For an analogy:
Imagine a city public transit system. It isn't a very large city, but it is a poor city. Nobody owns a car, so if it helps, imagine 3rd world setting. This one, lonesome bus is constantly transporting people around the city.
A memory heavy application is a bit like a family of 20 people, crammed into the bus station. It takes longer for them all to get on board, and get seated, and then when they arrive, it takes longer for them to collect their things and leave the bus.
This bus is the memory bus.
A multi-core machine has many bus stations, and only 1 bus. The problem with DF, is that it is a family of 50, and dividing that 50 person group up over 1 or even 50 bus stations still ends up completely filling the bus's seats, forcing other parties waiting at the station to wait even longer. By plugging up the whole bus, they bring the rest of the city's transport to a standstill.
Adding a GPU to the mix is like adding a fixed trolley line inside a gated community inside that city. To get to and from the gated community, you have to use the bus. To get around inside the gated community, you use the trolley. The trolley can have several different routes and cars running on the lines, depending on how it is laid out. By sending part of the family of 50 to the vgated community, and communicating by letters, you free up seats on the bus, and shorte the queue in the bus station. There are limits on how many people you can exchange between the bus ad the trolley line at any given time however; the more self-sufficient the gated community is, and the less it needs to exchange people with the city bus, the more efficiency is gained. The gated community has a shopping mall, and some some other useful/convenient features that let people do more with less travel, so they only use the city bus to get there and then go home.
NUMA is more like adding additional bus lines, where 1 bus travels only on the east side, 1 travels on the west side, one travels on the north side, and another on the south end.
These buses don't cross paths, but do have a central transit hub, which is also where the gated community's trolly line's station is.

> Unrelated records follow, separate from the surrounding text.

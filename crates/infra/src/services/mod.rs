mod broker;
mod recommender;
mod reminders;

pub use broker::{IJobBroker, InMemoryJobBroker, JobState, QueuedJob};
pub use recommender::{
    EventConfigPayload, EventHistoryPayload, HttpRecommender, IRecommender, MissedOptionsRequest,
    RecommendNextRequest, RecommendNextResponse, SeededRecommender, SettingsPayload,
};
pub use reminders::{
    GenerationJobPayload, ReminderCoordinator, ReminderJobPayload, GENERATION_QUEUE,
    REMINDER_QUEUE,
};
use chrono::{DateTime, Utc};
use serde::{Deserialize, Serialize};

#[derive(Debug, Clone, Copy, PartialEq, Eq, Serialize, Deserialize)]
#[serde(rename_all = "SCREAMING_SNAKE_CASE")]
pub enum RecoveryOptionKind {
    Asap,
    Delayed,
}

impl std::fmt::Display for RecoveryOptionKind {
    fn fmt(&self, f: &mut std::fmt::Formatter<'_>) -> std::fmt::Result {
        match self {
            Self::Asap => write!(f, "ASAP"),
            Self::Delayed => write!(f, "DELAYED"),
        }
    }
}

/// A candidate replacement slot for a missed event. Options are ephemeral:
/// they are recomputed deterministically from the event id on every call
/// and never persisted, so an option id stays valid for as long as the
/// event remains in the missed state.
#[derive(Debug, Clone, PartialEq, Serialize, Deserialize)]
#[serde(rename_all = "camelCase")]
pub struct MissedRecoveryOption {
    pub option_id: String,
    #[serde(rename = "type")]
    pub kind: RecoveryOptionKind,
    pub proposed_at: DateTime<Utc>,
    pub rationale: String,
    pub recommended: bool,
}
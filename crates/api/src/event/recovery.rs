use reward_scheduler_domain::{MissedRecoveryOption, RewardEvent, ScheduleSettings, ID};
use reward_scheduler_infra::{
    Context, EventConfigPayload, EventHistoryPayload, MissedOptionsRequest, SettingsPayload,
};

const HISTORY_WINDOW: usize = 60;

#[derive(Debug)]
pub enum RecoveryError {
    ConfigMissing(ID),
    Upstream(String),
}

/// Computes the recovery options for a missed event by querying the
/// recommender with the event id as the deterministic seed. Options are
/// never persisted: as long as the event stays missed and untouched,
/// recomputing yields the same set, so option ids handed to a client
/// remain applicable.
pub async fn build_missed_options(
    event: &RewardEvent,
    ctx: &Context,
) -> Result<Vec<MissedRecoveryOption>, RecoveryError> {
    let now = ctx.sys.get_utc_now();

    let config = ctx
        .repos
        .event_configs
        .find(&event.event_config_id)
        .await
        .ok_or_else(|| RecoveryError::ConfigMissing(event.event_config_id.clone()))?;

    let settings = ctx
        .repos
        .schedule_settings
        .find_by_profile(&event.profile_id)
        .await
        .unwrap_or_else(|| ScheduleSettings::default_for_profile(event.profile_id.clone(), now));

    let history = ctx
        .repos
        .events
        .find_recent_by_event_config(&event.profile_id, &event.event_config_id, HISTORY_WINDOW)
        .await;

    let req = MissedOptionsRequest {
        seed: event.id.to_string(),
        now,
        event_id: event.id.clone(),
        current_scheduled_at: event.scheduled_at,
        event_config: EventConfigPayload {
            id: config.id.clone(),
            name: config.name.clone(),
            base_interval_days: config.base_interval_days,
            jitter_pct: config.jitter_pct,
        },
        settings: SettingsPayload {
            timezone: settings.timezone.clone(),
            min_gap_hours: settings.min_gap_hours,
            allowed_windows: settings.allowed_windows.clone(),
            recurring_blackout_weekdays: settings.recurring_blackout_weekdays.clone(),
            blackout_dates: settings.blackout_dates.clone(),
        },
        event_history: history
            .into_iter()
            .map(|e| EventHistoryPayload {
                scheduled_at: e.scheduled_at,
                status: e.status,
                completed_at: e.completed_at,
                missed_at: e.missed_at,
                sentiment_level: e.sentiment_level,
            })
            .collect(),
    };

    ctx.recommender
        .missed_options(&req)
        .await
        .map_err(|e| RecoveryError::Upstream(format!("{:?}", e)))
}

To get from west side to north side, a rider rides the bus to the hub, disembarks, boards the north side bus, and then does their thing. This added step makes it inefficient for somebody in westside to go shopping in north side. As such, it makes much more sense to have local shops and businesses in west side for the west side resident to make use of, and only use the transit hub for special purchases. Even in this arrangement, the shops on the 4 'hoods are more open air, while the shops in the gated community are more mall/supermarket. There is still an advantage to send people with lots of luxury goods shopping needs to the gated community, because they can't be adequately serviced locally, and trying to get those goods from all over the city intails lots of waiting at bus stations.
Toady is basically saying "adding more bus stations won't improve the rate of transport, because there is only one bus, and it is a jesus-christ bus. It's not worth the expense. We need a bigger bus."

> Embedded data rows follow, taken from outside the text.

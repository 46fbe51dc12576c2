mod inmemory;

pub use inmemory::InMemoryEventConfigRepo;

use reward_scheduler_domain::{EventConfig, ID};

#[async_trait::async_trait]
pub trait IEventConfigRepo: Send + Sync {
    async fn insert(&self, config: &EventConfig) -> anyhow::Result<()>;
    async fn save(&self, config: &EventConfig) -> anyhow::Result<()>;
    async fn find(&self, config_id: &ID) -> Option<EventConfig>;
    async fn find_by_profile(&self, profile_id: &ID) -> Vec<EventConfig>;
    async fn find_by_slug(&self, profile_id: &ID, slug: &str) -> Option<EventConfig>;
    /// Enabled configs for the generator sweep. Legacy data can contain
    /// slug collisions from the pre-migration dual-identifier era, so
    /// this normalizes to one representative per slug at the data-access
    /// boundary, newest-created wins.
    async fn find_enabled_deduped(&self, profile_id: &ID) -> Vec<EventConfig>;
    async fn delete(&self, config_id: &ID) -> Option<EventConfig>;
}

I am basically saying "that is currently true; however, the city is going to buy more busses, so planning your neighborhood to have more than one bus station hookup is prudent, even if it does nothing special right now. Doing it later after you have tent cities and shantytowns all over will make it much harder to put your bus stations in efficiently. You are going to have to rip some out and start over from scratch on civic planning if you wait."
To continue that analogy-- right now, the city is laid out with the premise that there is only 1 bus, and 1 bus station. All the shops and businesses in town are laid out by local resources and functions, such that all the city buildings are right next to each other, the fish restaraunt is next to the fishery, so the fish is very fresh, etc. If you want bread, you ride the bus to the baked goods street, which is nearby to the flour mills. All that sort of thing. The bus travels all over the city, and by minimizing the distances between related industries, you improve efficiency.

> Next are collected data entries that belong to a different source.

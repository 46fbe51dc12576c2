use super::subscribers::{CancelReminderOnEventCompleted, NudgeGenerationOnEventCompleted};
use crate::error::ApiError;
use crate::shared::usecase::{execute, Subscriber, UseCase};
use actix_web::{web, HttpResponse};
use reward_scheduler_domain::{EventStatus, RewardEvent, SentimentLevel, ID};
use reward_scheduler_infra::{Context, EventStoreError};
use serde::Deserialize;

#[derive(Debug, Deserialize)]
pub struct PathParams {
    pub event_id: ID,
}

#[derive(Debug, Deserialize)]
#[serde(rename_all = "camelCase")]
pub struct RequestBody {
    pub sentiment_level: SentimentLevel,
    pub notes: Option<String>,
}

pub async fn complete_event_controller(
    path_params: web::Path<PathParams>,
    body: web::Json<RequestBody>,
    ctx: web::Data<Context>,
) -> Result<HttpResponse, ApiError> {
    let usecase = CompleteEventUseCase {
        event_id: path_params.event_id.clone(),
        sentiment_level: body.sentiment_level,
        notes: body.notes.clone(),
    };

    execute(usecase, &ctx)
        .await
        .map(|event| HttpResponse::Ok().json(event))
        .map_err(|e| match e {
            UseCaseErrors::NotFound(event_id) => {
                ApiError::NotFound(format!("The event with id: {}, was not found.", event_id))
            }
            UseCaseErrors::InvalidStatus(status) => ApiError::BadClientData(format!(
                "An event with status: {:?} cannot be completed",
                status
            )),
            UseCaseErrors::StorageError => ApiError::InternalError,
        })
}

#[derive(Debug)]
pub struct CompleteEventUseCase {
    pub event_id: ID,
    pub sentiment_level: SentimentLevel,
    pub notes: Option<String>,
}

#[derive(Debug)]
pub enum UseCaseErrors {
    NotFound(ID),
    InvalidStatus(EventStatus),
    StorageError,
}

#[async_trait::async_trait(?Send)]
impl UseCase for CompleteEventUseCase {
    type Response = RewardEvent;

    type Errors = UseCaseErrors;

    async fn execute(&mut self, ctx: &Context) -> Result<Self::Response, Self::Errors> {
        let now = ctx.sys.get_utc_now();

        let mut event = ctx
            .repos
            .events
            .find(&self.event_id)
            .await
            .ok_or_else(|| UseCaseErrors::NotFound(self.event_id.clone()))?;

        match event.status {
            EventStatus::Scheduled | EventStatus::Rescheduled | EventStatus::Missed => {}
            status => return Err(UseCaseErrors::InvalidStatus(status)),
        }

        event.complete(self.sentiment_level, self.notes.clone(), now);

        match ctx.repos.events.save(&event).await {
            Ok(()) => Ok(event),
            Err(EventStoreError::DuplicateActiveUpcoming { .. }) => {
                // Completing never makes an event active upcoming
                Err(UseCaseErrors::StorageError)
            }
            Err(EventStoreError::Other(_)) => Err(UseCaseErrors::StorageError),
        }
    }

    fn subscribers() -> Vec<Box<dyn Subscriber<Self>>> {
        vec![
            Box::new(CancelReminderOnEventCompleted),
            Box::new(NudgeGenerationOnEventCompleted),
        ]
    }
}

That does not work so well once you add seperate bus lines; now to get the breading for the fish at the fish restaurant, the cook has to board the bus, ride to the transit hub, wait around, ride the new bus to bakery street, get the breading, ride back to the transit hub, wait some more, ride the first bus again back to the restauraunt. By that time, the fish has been laying around too long and is not fit to cook.
The solution is to have fisheries, bakeries, and restauraunts in each quarter of the city, so that local transport is favored over external transport.
This means redesigning the city, and the way it is laid out.
Toady sayd "that's a lot of work! I prefer to add new shops in the different shopping districts, because that's more fun, and I don't see an advantage to adding more bus stations".
As stated above, I disagree with that view, because the longer he waits before modernizing the city, the harder it will be to modernize it later, when the new bus lines get mandated by the fed.